The Internet companies had appealed the lower court’s assessment of fees for licenses.
Sunnyvale, California-based Yahoo said in an emailed statement that the company “looks forward to the establishment of a truly reasonable royalty license rate that properly accounts for music use on its services.”
RealNetworks of Seattle, Washington, did not immediately respond to requests for comment.
ASCAP says more than 390,000 composers, songwriters, lyricists and music publishers in the United States exclusively license their music through the organization. It licenses about 45 percent of all of the musical works played online, according to the court record.
“We anticipate that in the end, the proceeding will result in a fair and favorable license fee to be paid by commercial online services for the valuable intellectual property they use to sustain their businesses,” ASCAP said in an emailed statement.
On a separate issue, the appeals court agreed with a lower court’s 2007 decision “that a download of a musical work does not constitute a public performance of that work” under copyright law. ASCAP had argued that digital downloads, or copies of music, are also public performances for which the copyright owners must be compensated.

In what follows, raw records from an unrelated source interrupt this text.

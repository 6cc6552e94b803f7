//! Runtime configuration, validated from the command line and environment.

mod duration;

pub use duration::{format_duration, parse_duration, DurationError};

use crate::cli::args::Cli;
use std::fmt;
use std::time::Duration;
use thiserror::Error;

/// Startup configuration problems; all of them are fatal
#[derive(Debug, Error)]
pub enum ConfigError {
    #[error("{name} must not be empty")]
    Missing { name: &'static str },

    #[error("invalid {name} '{value}': {source}")]
    InvalidDuration {
        name: &'static str,
        value: String,
        source: DurationError,
    },

    #[error("{name} must be greater than zero")]
    ZeroDuration { name: &'static str },
}

/// Validated service configuration.
#[derive(Clone)]
pub struct Config {
    /// Deployment environment name (`dev` or anything else)
    pub environment: String,

    /// Requested log level outside of `dev`
    pub log_level: String,

    /// Time between two sync cycles
    pub task_interval: Duration,

    /// URL of the JSON blocklist feed
    pub json_url: String,

    /// Base URL of the Mastodon instance
    pub mastodon_base_url: String,

    /// Admin access token
    pub mastodon_access_token: String,

    /// Timeout for each outbound request
    pub request_timeout: Duration,

    /// Run the first cycle right away
    pub run_at_start: bool,

    /// Run a single cycle and exit
    pub once: bool,
}

impl Config {
    /// Returns true when running in the development environment
    pub fn is_dev_env(&self) -> bool {
        self.environment.eq_ignore_ascii_case("dev")
    }

    /// The task interval in duration notation, for logs
    pub fn task_interval_display(&self) -> String {
        format_duration(self.task_interval)
    }
}

impl fmt::Debug for Config {
    fn fmt(&self, f: &mut fmt::Formatter<'_>) -> fmt::Result {
        f.debug_struct("Config")
            .field("environment", &self.environment)
            .field("log_level", &self.log_level)
            .field("task_interval", &self.task_interval)
            .field("json_url", &self.json_url)
            .field("mastodon_base_url", &self.mastodon_base_url)
            .field("mastodon_access_token", &"<redacted>")
            .field("request_timeout", &self.request_timeout)
            .field("run_at_start", &self.run_at_start)
            .field("once", &self.once)
            .finish()
    }
}

impl TryFrom<Cli> for Config {
    type Error = ConfigError;

    fn try_from(cli: Cli) -> Result<Self, Self::Error> {
        Ok(Self {
            task_interval: positive_duration("TASK_INTERVAL", &cli.task_interval)?,
            request_timeout: positive_duration("REQUEST_TIMEOUT", &cli.request_timeout)?,
            json_url: required("JSON_URL", cli.json_url)?,
            mastodon_base_url: required("MASTODON_BASE_URL", cli.mastodon_base_url)?,
            mastodon_access_token: required("MASTODON_ACCESS_TOKEN", cli.mastodon_access_token)?,
            environment: cli.environment,
            log_level: cli.log_level,
            run_at_start: !cli.no_run_at_start,
            once: cli.once,
        })
    }
}

fn required(name: &'static str, value: String) -> Result<String, ConfigError> {
    let trimmed = value.trim();
    if trimmed.is_empty() {
        return Err(ConfigError::Missing { name });
    }
    Ok(trimmed.to_string())
}

fn positive_duration(name: &'static str, value: &str) -> Result<Duration, ConfigError> {
    let parsed = parse_duration(value).map_err(|source| ConfigError::InvalidDuration {
        name,
        value: value.to_string(),
        source,
    })?;

    if parsed.is_zero() {
        return Err(ConfigError::ZeroDuration { name });
    }
    Ok(parsed)
}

In agreeing with the lower court ruling on that issue, the appeals court cited a section of the Copyright Act stating that to “perform” means to recite, render, play, dance or act it either directly or through a device or process.
“Music is neither recited, rendered, nor played when a recording (electronic or otherwise) is simply delivered to a potential listener,” the opinion said in part.
ASCAP said it was studying Tuesday’s decision, which it has the right to appeal.
The case is USA v American Society of Composers, Authors and Publishers et al, U.S. Court of Appeals for the 2nd Circuit No. 09-0539.